Below are some records. Say how many of their lines include the string "super", giving only the number.

═════ Information provided

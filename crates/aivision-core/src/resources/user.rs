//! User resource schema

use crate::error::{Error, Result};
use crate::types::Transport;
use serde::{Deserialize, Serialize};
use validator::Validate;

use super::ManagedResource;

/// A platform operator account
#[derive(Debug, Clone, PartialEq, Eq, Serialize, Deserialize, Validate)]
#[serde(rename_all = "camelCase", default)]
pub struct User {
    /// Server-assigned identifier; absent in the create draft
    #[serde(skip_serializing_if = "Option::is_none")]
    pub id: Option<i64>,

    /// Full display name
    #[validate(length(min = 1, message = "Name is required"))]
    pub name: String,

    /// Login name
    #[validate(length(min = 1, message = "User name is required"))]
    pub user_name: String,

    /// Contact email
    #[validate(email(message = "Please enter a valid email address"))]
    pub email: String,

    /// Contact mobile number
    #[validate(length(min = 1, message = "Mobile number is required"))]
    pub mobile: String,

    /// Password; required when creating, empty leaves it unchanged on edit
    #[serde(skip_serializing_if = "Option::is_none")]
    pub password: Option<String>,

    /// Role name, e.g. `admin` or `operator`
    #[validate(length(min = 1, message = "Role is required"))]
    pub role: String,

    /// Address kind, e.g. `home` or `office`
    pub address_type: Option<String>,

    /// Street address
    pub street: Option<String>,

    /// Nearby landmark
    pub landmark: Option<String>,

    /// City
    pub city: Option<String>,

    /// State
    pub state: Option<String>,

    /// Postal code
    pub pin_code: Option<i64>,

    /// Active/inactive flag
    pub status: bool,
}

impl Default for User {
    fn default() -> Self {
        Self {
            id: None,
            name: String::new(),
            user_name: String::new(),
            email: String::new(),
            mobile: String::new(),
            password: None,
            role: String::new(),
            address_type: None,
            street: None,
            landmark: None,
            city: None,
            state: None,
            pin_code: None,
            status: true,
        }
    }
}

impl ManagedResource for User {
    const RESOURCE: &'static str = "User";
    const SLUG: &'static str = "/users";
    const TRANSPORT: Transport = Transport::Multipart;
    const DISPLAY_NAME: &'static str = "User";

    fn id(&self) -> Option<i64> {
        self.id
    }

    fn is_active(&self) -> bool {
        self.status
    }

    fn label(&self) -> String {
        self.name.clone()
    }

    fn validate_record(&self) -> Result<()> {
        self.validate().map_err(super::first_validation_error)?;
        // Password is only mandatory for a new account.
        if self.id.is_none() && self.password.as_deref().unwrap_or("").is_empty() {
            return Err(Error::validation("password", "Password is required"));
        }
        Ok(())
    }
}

══════════

# [Exercise result]
2